The beating these guys take isn't just non-stop public floggings in front of fatuous parliamentary committee hearings or in the media. Nor is it even the fines that Ofgem periodically boxes their ears with (they probably deserve them). It's also the extraordinary burden of social obligations and 'green' policy objectives they must comply with, because under current and future energy policy they are the vehicle through which government raises billions, soon to be tens of billions for its inane interventions in the energy markets. No wonder the barriers to entry in the sector are considered well-nigh insurmountable. General taxation would be the honest (and progressive) way of doing this but they find levies on unavoidable energy bills a more expedient approach.

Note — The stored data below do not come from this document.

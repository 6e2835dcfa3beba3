//! Auth-session store for the current browser user.
//!
//! SYSTEM CONTEXT
//! ==============
//! Login pages write it, `RequireAuth` reads it, logout clears it. One store
//! is built at app start and provided through Leptos context as
//! `RwSignal<PanelSession>`.
//!
//! TRADE-OFFS
//! ==========
//! Durability is best-effort: storage failures are logged and swallowed so
//! the in-memory session always reflects the last update.

#[cfg(test)]
#[path = "session_test.rs"]
mod session_test;

use crate::util::storage::{BrowserStorage, SessionStorage};

pub const TOKEN_KEY: &str = "auth_token";
pub const IDENTIFIER_KEY: &str = "auth_mobile";

/// Token plus the phone number it was issued for.
///
/// `token.is_none()` means unauthenticated. `identifier` may be set on its
/// own between requesting and verifying a one-time code.
#[derive(Clone, Debug, Default, PartialEq, Eq)]
pub struct Session {
    pub token: Option<String>,
    pub identifier: Option<String>,
}

impl Session {
    #[must_use]
    pub fn is_authenticated(&self) -> bool {
        self.token.is_some()
    }
}

/// How [`SessionStore::set_session`] treats the identifier.
#[derive(Clone, Debug, Default, PartialEq, Eq)]
pub enum IdentifierUpdate {
    /// Leave the current identifier as it is.
    #[default]
    Keep,
    /// Replace it; `None` clears it.
    Set(Option<String>),
}

/// Session state plus the storage it is mirrored to.
#[derive(Clone, Debug)]
pub struct SessionStore<S> {
    session: Session,
    storage: S,
}

/// The store as wired into the app.
pub type PanelSession = SessionStore<BrowserStorage>;

impl<S: SessionStorage> SessionStore<S> {
    /// Rehydrate from `storage`. Unreadable storage yields an empty session.
    pub fn load(storage: S) -> Self {
        let session = Session {
            token: read_field(&storage, TOKEN_KEY),
            identifier: read_field(&storage, IDENTIFIER_KEY),
        };
        Self { session, storage }
    }

    #[must_use]
    pub fn session(&self) -> &Session {
        &self.session
    }

    #[must_use]
    pub fn token(&self) -> Option<&str> {
        self.session.token.as_deref()
    }

    #[must_use]
    pub fn identifier(&self) -> Option<&str> {
        self.session.identifier.as_deref()
    }

    #[must_use]
    pub fn is_authenticated(&self) -> bool {
        self.session.is_authenticated()
    }

    #[must_use]
    pub fn storage(&self) -> &S {
        &self.storage
    }

    /// Replace the token; replace the identifier only for
    /// [`IdentifierUpdate::Set`]. Both fields are then persisted.
    pub fn set_session(&mut self, token: Option<String>, identifier: IdentifierUpdate) {
        self.session.token = token.filter(|t| !t.is_empty());
        if let IdentifierUpdate::Set(identifier) = identifier {
            self.session.identifier = identifier.filter(|i| !i.is_empty());
        }
        self.persist();
    }

    /// Replace the token and keep the identifier.
    pub fn set_token(&mut self, token: Option<String>) {
        self.set_session(token, IdentifierUpdate::Keep);
    }

    /// Forget both fields. Calling it again changes nothing.
    pub fn clear_session(&mut self) {
        self.session = Session::default();
        self.persist();
    }

    fn persist(&self) {
        write_field(&self.storage, TOKEN_KEY, self.session.token.as_deref());
        write_field(&self.storage, IDENTIFIER_KEY, self.session.identifier.as_deref());
    }
}

fn read_field<S: SessionStorage>(storage: &S, key: &str) -> Option<String> {
    match storage.get(key) {
        Ok(value) => value.filter(|v| !v.is_empty()),
        Err(e) => {
            log::warn!("session: failed to load {key}: {e}");
            None
        }
    }
}

fn write_field<S: SessionStorage>(storage: &S, key: &str, value: Option<&str>) {
    let result = match value {
        Some(value) => storage.set(key, value),
        None => storage.remove(key),
    };
    if let Err(e) = result {
        log::warn!("session: failed to persist {key}: {e}");
    }
}
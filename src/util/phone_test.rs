use super::*;

#[test]
fn normalize_strips_formatting() {
    assert_eq!(normalize_iran_mobile("0912 000-0000"), "09120000000");
}

#[test]
fn normalize_rewrites_country_prefixes() {
    assert_eq!(normalize_iran_mobile("+98 912 000 0000"), "09120000000");
    assert_eq!(normalize_iran_mobile("00989120000000"), "09120000000");
}

#[test]
fn normalize_adds_leading_zero_to_bare_number() {
    assert_eq!(normalize_iran_mobile("9120000000"), "09120000000");
}

#[test]
fn normalize_leaves_other_digits_alone() {
    assert_eq!(normalize_iran_mobile("12345"), "12345");
    assert_eq!(normalize_iran_mobile(""), "");
}

#[test]
fn valid_mobile_shape() {
    assert!(is_valid_iran_mobile("09120000000"));
    assert!(!is_valid_iran_mobile("9120000000"));
    assert!(!is_valid_iran_mobile("0812000000a"));
    assert!(!is_valid_iran_mobile("091200000001"));
}
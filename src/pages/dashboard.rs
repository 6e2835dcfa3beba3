//! Dashboard shell (header, sidebar, nested outlet) and the overview page.
//!
//! SYSTEM CONTEXT
//! ==============
//! Mounted under `RequireAuth`. Logout only clears the session store; the
//! guard notices and performs the redirect.

#[cfg(test)]
#[path = "dashboard_test.rs"]
mod dashboard_test;

use leptos::prelude::*;
use leptos_router::components::{A, Outlet};

use super::PageContext;
use crate::net::types::UserRow;
use crate::state::session::PanelSession;

pub struct NavItem {
    pub label: &'static str,
    pub href: &'static str,
}

pub const NAV_ITEMS: &[NavItem] = &[
    NavItem { label: "نمای کلی", href: "/dashboard" },
    NavItem { label: "کاربران", href: "/dashboard/users" },
    NavItem { label: "خودروها", href: "/dashboard/cars" },
];

/// Aggregates shown above the users list and on the overview.
#[derive(Clone, Copy, Debug, Default, PartialEq, Eq)]
pub struct UserStats {
    pub total: usize,
    pub active: usize,
}

pub fn user_stats(users: &[UserRow]) -> UserStats {
    UserStats { total: users.len(), active: users.iter().filter(|u| u.active).count() }
}

#[component]
pub fn DashboardLayout() -> impl IntoView {
    let ctx = PageContext::expect();
    let sidebar_open = RwSignal::new(true);
    let identifier = move || ctx.session.with(|s| s.identifier().unwrap_or_default().to_owned());

    let on_logout = move |_| {
        log::info!("logout");
        ctx.session.update(PanelSession::clear_session);
    };

    view! {
        <div class="dashboard" dir="rtl">
            <header class="dashboard__header">
                <button
                    class="btn dashboard__menu-toggle"
                    aria-label="منو"
                    on:click=move |_| sidebar_open.update(|open| *open = !*open)
                >
                    "☰"
                </button>
                <A href="/dashboard" attr:class="dashboard__brand">
                    {crate::APP_NAME}
                </A>
                <span class="dashboard__spacer"></span>
                <span class="dashboard__welcome">"خوش آمدید"</span>
                <span class="dashboard__identity" dir="ltr">
                    {identifier}
                </span>
                <button class="btn dashboard__logout" on:click=on_logout>
                    "خروج"
                </button>
            </header>
            <div class="dashboard__body">
                <Show when=move || sidebar_open.get()>
                    <nav class="dashboard__sidebar" aria-label="ناوبری">
                        {NAV_ITEMS
                            .iter()
                            .map(|item| {
                                view! {
                                    <A href=item.href exact=true attr:class="dashboard__nav-link">
                                        {item.label}
                                    </A>
                                }
                            })
                            .collect_view()}
                    </nav>
                </Show>
                <main class="dashboard__content">
                    <Outlet />
                </main>
            </div>
        </div>
    }
}

#[component]
pub fn OverviewPage() -> impl IntoView {
    let ctx = PageContext::expect();
    let users = RwSignal::new(None::<UserStats>);
    let cars = RwSignal::new(None::<usize>);

    leptos::task::spawn_local(async move {
        let client = ctx.client();
        match client.list_users().await {
            Ok(rows) => users.set(Some(user_stats(&rows))),
            Err(e) => {
                ctx.report(&e);
                if e.is_unauthorized() {
                    return;
                }
            }
        }
        match client.list_cars().await {
            Ok(rows) => cars.set(Some(rows.len())),
            Err(e) => ctx.report(&e),
        }
    });

    let count = |value: Option<usize>| value.map_or_else(|| "…".to_owned(), |n| n.to_string());

    view! {
        <section class="overview">
            <h2 class="page-title">"نمای کلی"</h2>
            <div class="stat-grid">
                <div class="stat-card">
                    <div class="stat-card__title">"کل کاربران"</div>
                    <div class="stat-card__value">{move || count(users.get().map(|s| s.total))}</div>
                </div>
                <div class="stat-card">
                    <div class="stat-card__title">"کاربران فعال"</div>
                    <div class="stat-card__value">{move || count(users.get().map(|s| s.active))}</div>
                </div>
                <div class="stat-card">
                    <div class="stat-card__title">"خودروها"</div>
                    <div class="stat-card__value">{move || count(cars.get())}</div>
                </div>
            </div>
        </section>
    }
}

And now RWE has sold off a large chunk of its UK supply portfolio. Of course this is being spun as creating a 'Big 7', hence better for competition: but this shouldn't fool anyone. RWE is a sickly beast, having taken even worse beatings at the hands of German energy policy, and desperately hanging on (like E.on) for massive compo they are suing the German government for in respect of the half-baked, summary closures of their nukes.
Companies have sold chunks of portfolio before, but earlier sales were part of of the baleful consolidation process which, coupled with the restoration of vertical-integration-via-acquisition that we've slated here before, is how we got to the 'Big 6' stasis everyone seems to despise.
In many respects we already had a Big 7 because GdF of France has quietly assembled a UK portfolio of power generation assets and industrial customers making it bigger than Scottish Power in most aspects other than residential customers (of which it doesn't have any). And Gazprom (yes, Gazprom) already takes the #8 position. But there ain't much scope for small players in this market (and why should there be?), notwithstanding that gas retailing (to industrial customers) is a relatively straightforward proposition (not electricity, though - nor residential sales). From time to time a fresh new hopeful joins the fray, for example Co-op Energy (!). Good luck to them all.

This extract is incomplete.